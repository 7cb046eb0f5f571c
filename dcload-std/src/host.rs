//! Hosted stand-ins for the debug loader and framework registries

use std::collections::BTreeMap;

use dcload_hal::{
    ConsoleRegistry, DebugLoader, HostInfo, LoaderKind, RegistryError, SocketAddr, VfsRegistry,
};
use log::{debug, info};

/// Loader that always reports the network variant and a fixed host
#[derive(Debug, Clone, Copy)]
pub struct StaticLoader {
    addr: SocketAddr,
}

impl StaticLoader {
    pub fn new(addr: SocketAddr) -> Self {
        Self { addr }
    }
}

impl DebugLoader for StaticLoader {
    fn kind(&self) -> LoaderKind {
        LoaderKind::Ip
    }

    fn host_info(&mut self) -> HostInfo {
        HostInfo { addr: self.addr }
    }
}

/// In-process mount table
#[derive(Debug, Default)]
pub struct MountTable {
    mounts: BTreeMap<String, u32>,
}

impl MountTable {
    pub fn new() -> Self {
        Self::default()
    }

    pub fn is_mounted(&self, name: &str) -> bool {
        self.mounts.contains_key(name)
    }

    /// Handler version registered at `name`
    pub fn version(&self, name: &str) -> Option<u32> {
        self.mounts.get(name).copied()
    }
}

impl VfsRegistry for MountTable {
    fn register(&mut self, name: &str, version: u32) -> Result<(), RegistryError> {
        if self.mounts.contains_key(name) {
            return Err(RegistryError::Duplicate);
        }
        info!("mounted {} (handler version {:#x})", name, version);
        self.mounts.insert(name.to_owned(), version);
        Ok(())
    }

    fn unregister(&mut self, name: &str) {
        if self.mounts.remove(name).is_some() {
            info!("unmounted {}", name);
        }
    }
}

/// Console selection with at most one active console
#[derive(Debug, Default)]
pub struct ConsoleTable {
    console: Option<String>,
}

impl ConsoleTable {
    /// Mark the console named `name` active
    pub fn with_active(name: &str) -> Self {
        Self {
            console: Some(name.to_owned()),
        }
    }

    pub fn active(&self) -> Option<&str> {
        self.console.as_deref()
    }
}

impl ConsoleRegistry for ConsoleTable {
    fn is_active(&self, name: &str) -> bool {
        self.console.as_deref() == Some(name)
    }

    fn disable(&mut self) {
        if let Some(name) = self.console.take() {
            debug!("console {} disabled", name);
        }
    }
}
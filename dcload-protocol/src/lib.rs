//! dcload-ip wire protocol
//!
//! This crate defines the UDP protocol spoken between an embedded client and
//! the dcload-ip host tool. Every datagram starts with a 4-byte ASCII tag that
//! names the verb; the rest of the datagram depends on the tag.
//!
//! # Packet Shapes
//!
//! ```text
//! Addressed packet
//! ┌──────┬─────────┬──────┬──────────────┐
//! │ TAG  │ ADDRESS │ SIZE │ DATA         │
//! │ 4B   │ 4B      │ 4B   │ 0–1024B      │
//! └──────┴─────────┴──────┴──────────────┘
//!
//! Integer packet
//! ┌──────┬────────┬────────┬────────┐
//! │ TAG  │ VALUE0 │ VALUE1 │ VALUE2 │
//! │ 4B   │ 4B     │ (4B)   │ (4B)   │
//! └──────┴────────┴────────┴────────┘
//! ```
//!
//! All integers are big-endian (network byte order). There is no length
//! field: the datagram boundary delimits the packet.
//!
//! Records the host writes into client memory ([`HostStat`], [`HostDirent`])
//! use the target's native little-endian layout instead.

#![cfg_attr(not(test), no_std)]
#![deny(unsafe_code)]

pub mod command;
pub mod packet;
pub mod records;

pub use command::{Command, Request};
pub use packet::{
    encode_addressed, Packet, PacketError, PacketWriter, BLOCK_SIZE, HEADER_LEN, MAX_DATAGRAM,
    PACKET_BUF_SIZE, TAG_LEN,
};
pub use records::{HostDirent, HostStat, HOST_DIRENT_SIZE, HOST_STAT_SIZE};

/// UDP port the client binds locally
pub const DCLOAD_PORT: u16 = 31313;
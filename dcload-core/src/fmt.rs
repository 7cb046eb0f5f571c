//! Logging macros
//!
//! Forward to `defmt` or `log` depending on the enabled feature. With neither
//! feature the arguments are only borrowed, so disabled logging costs nothing
//! and does not produce unused-variable warnings.

#![macro_use]
#![allow(unused_macros)]

#[cfg(all(feature = "defmt", feature = "log"))]
compile_error!("You may not enable both `defmt` and `log` features.");

macro_rules! trace {
    ($s:literal $(, $x:expr)* $(,)?) => {
        {
            #[cfg(feature = "log")]
            ::log::trace!($s $(, $x)*);
            #[cfg(feature = "defmt")]
            ::defmt::trace!($s $(, $x)*);
            #[cfg(not(any(feature = "log", feature = "defmt")))]
            let _ = ($( & $x ),*);
        }
    };
}

macro_rules! debug {
    ($s:literal $(, $x:expr)* $(,)?) => {
        {
            #[cfg(feature = "log")]
            ::log::debug!($s $(, $x)*);
            #[cfg(feature = "defmt")]
            ::defmt::debug!($s $(, $x)*);
            #[cfg(not(any(feature = "log", feature = "defmt")))]
            let _ = ($( & $x ),*);
        }
    };
}

macro_rules! info {
    ($s:literal $(, $x:expr)* $(,)?) => {
        {
            #[cfg(feature = "log")]
            ::log::info!($s $(, $x)*);
            #[cfg(feature = "defmt")]
            ::defmt::info!($s $(, $x)*);
            #[cfg(not(any(feature = "log", feature = "defmt")))]
            let _ = ($( & $x ),*);
        }
    };
}

macro_rules! warn {
    ($s:literal $(, $x:expr)* $(,)?) => {
        {
            #[cfg(feature = "log")]
            ::log::warn!($s $(, $x)*);
            #[cfg(feature = "defmt")]
            ::defmt::warn!($s $(, $x)*);
            #[cfg(not(any(feature = "log", feature = "defmt")))]
            let _ = ($( & $x ),*);
        }
    };
}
• • • • •
**What to work on**
Report back every line of the entries in which "MountTable" occurs.

**Result of the task**
pub struct MountTable {
impl MountTable {
impl VfsRegistry for MountTable {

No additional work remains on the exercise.